→ **Exercise goal**
Below are records. Find each line in them that holds the word "commits" and copy it.
• • • • • • •
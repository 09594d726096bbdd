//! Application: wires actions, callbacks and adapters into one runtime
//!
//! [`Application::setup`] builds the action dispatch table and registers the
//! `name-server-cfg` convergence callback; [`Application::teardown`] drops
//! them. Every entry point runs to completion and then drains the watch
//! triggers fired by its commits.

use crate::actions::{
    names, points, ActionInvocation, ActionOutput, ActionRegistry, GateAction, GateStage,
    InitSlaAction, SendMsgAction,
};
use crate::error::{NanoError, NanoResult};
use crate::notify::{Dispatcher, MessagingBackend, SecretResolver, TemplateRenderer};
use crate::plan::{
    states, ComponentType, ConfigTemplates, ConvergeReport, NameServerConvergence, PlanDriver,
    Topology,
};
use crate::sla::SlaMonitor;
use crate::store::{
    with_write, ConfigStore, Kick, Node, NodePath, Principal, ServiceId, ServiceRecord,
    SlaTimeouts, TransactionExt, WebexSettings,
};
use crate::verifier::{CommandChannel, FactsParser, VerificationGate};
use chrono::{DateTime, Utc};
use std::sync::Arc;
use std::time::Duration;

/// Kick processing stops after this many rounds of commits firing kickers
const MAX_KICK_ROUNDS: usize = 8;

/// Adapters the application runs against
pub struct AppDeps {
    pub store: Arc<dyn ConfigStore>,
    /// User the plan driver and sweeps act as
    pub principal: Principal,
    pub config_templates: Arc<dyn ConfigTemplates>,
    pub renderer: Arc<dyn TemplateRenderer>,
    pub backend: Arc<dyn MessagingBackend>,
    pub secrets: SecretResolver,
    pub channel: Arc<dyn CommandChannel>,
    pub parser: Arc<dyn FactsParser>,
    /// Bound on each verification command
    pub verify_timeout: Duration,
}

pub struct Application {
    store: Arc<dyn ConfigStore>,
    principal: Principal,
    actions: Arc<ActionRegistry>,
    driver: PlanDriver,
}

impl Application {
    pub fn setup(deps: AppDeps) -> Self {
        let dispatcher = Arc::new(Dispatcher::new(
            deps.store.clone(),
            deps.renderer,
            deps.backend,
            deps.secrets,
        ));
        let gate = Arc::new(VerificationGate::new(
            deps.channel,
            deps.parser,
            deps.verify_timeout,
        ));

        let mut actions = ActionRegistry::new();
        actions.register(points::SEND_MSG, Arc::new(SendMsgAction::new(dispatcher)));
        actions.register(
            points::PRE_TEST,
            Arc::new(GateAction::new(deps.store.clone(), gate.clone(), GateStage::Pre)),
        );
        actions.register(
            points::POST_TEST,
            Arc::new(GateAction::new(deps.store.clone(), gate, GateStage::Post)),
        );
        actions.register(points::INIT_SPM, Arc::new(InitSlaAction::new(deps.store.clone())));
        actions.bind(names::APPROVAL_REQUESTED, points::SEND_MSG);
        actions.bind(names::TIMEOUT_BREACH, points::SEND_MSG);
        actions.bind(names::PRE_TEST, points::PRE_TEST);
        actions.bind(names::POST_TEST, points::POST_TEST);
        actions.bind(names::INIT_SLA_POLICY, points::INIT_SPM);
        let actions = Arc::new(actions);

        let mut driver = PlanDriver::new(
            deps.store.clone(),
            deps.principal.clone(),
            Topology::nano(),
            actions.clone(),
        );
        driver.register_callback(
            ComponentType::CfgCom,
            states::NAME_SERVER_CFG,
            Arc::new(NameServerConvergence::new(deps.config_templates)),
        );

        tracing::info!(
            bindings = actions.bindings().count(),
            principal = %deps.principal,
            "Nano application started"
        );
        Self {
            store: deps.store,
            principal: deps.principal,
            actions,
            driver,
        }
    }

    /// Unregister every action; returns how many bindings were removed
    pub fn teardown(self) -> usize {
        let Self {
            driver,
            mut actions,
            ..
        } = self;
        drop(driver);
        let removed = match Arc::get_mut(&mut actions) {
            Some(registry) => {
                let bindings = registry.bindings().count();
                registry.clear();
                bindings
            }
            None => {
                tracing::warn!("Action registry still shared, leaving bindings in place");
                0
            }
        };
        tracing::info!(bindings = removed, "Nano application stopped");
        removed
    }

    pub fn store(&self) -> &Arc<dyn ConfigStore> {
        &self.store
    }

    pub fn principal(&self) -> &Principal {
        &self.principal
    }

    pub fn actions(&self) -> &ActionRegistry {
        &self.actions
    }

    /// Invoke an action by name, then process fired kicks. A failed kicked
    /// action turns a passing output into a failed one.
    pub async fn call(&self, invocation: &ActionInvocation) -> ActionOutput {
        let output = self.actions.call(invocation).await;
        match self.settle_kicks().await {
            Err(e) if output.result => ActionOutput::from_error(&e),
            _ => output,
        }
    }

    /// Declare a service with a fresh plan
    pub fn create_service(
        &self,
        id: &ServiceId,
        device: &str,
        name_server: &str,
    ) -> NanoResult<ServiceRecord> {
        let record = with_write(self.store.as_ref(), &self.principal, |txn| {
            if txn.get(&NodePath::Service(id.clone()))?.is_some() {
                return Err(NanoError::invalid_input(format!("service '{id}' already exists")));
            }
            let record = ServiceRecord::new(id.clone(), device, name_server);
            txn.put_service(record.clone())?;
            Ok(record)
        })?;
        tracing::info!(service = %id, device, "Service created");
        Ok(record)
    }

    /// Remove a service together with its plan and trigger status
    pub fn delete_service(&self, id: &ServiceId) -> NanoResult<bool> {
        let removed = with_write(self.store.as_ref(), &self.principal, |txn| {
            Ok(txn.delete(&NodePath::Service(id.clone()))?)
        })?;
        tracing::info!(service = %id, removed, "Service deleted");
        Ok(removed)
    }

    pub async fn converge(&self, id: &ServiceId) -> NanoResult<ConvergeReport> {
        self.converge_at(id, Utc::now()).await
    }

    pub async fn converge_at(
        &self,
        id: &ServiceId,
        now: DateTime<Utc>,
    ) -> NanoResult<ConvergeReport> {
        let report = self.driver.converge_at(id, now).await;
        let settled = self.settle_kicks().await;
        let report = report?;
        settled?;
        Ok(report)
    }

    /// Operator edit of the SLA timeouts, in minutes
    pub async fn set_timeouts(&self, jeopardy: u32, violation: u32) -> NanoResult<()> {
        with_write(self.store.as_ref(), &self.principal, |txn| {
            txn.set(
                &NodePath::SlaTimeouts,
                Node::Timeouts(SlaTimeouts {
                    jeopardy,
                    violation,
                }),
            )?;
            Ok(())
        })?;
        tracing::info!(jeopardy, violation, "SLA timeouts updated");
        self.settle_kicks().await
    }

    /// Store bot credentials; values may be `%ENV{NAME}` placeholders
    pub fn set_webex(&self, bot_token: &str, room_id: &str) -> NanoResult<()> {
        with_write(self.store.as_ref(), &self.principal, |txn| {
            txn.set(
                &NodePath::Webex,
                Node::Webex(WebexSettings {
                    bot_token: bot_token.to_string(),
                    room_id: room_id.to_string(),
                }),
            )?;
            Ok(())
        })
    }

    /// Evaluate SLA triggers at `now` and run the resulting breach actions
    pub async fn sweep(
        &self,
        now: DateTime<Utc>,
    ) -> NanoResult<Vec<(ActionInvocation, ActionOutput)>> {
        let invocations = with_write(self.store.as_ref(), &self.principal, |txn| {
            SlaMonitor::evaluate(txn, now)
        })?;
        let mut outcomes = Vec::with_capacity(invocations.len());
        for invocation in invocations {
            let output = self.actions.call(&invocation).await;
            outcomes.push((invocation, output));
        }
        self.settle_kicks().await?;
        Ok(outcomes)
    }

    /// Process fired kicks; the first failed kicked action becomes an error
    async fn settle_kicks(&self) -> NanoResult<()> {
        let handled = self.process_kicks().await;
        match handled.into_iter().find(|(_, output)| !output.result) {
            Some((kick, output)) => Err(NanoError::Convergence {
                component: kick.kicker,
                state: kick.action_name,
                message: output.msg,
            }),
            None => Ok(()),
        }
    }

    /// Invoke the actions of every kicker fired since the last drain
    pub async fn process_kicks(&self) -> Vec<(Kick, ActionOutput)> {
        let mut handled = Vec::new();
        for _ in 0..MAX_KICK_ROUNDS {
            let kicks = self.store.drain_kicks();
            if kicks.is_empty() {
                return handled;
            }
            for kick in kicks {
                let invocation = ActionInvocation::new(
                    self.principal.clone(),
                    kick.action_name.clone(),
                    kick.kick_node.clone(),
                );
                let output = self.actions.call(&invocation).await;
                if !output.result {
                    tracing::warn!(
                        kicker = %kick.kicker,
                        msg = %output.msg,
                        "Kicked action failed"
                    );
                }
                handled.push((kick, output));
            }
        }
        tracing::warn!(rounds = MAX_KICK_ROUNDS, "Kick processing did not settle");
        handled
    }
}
• • • • • • •
→ **Result for this exercise**
//! triggers fired by its commits.
/// Kick processing stops after this many rounds of commits firing kickers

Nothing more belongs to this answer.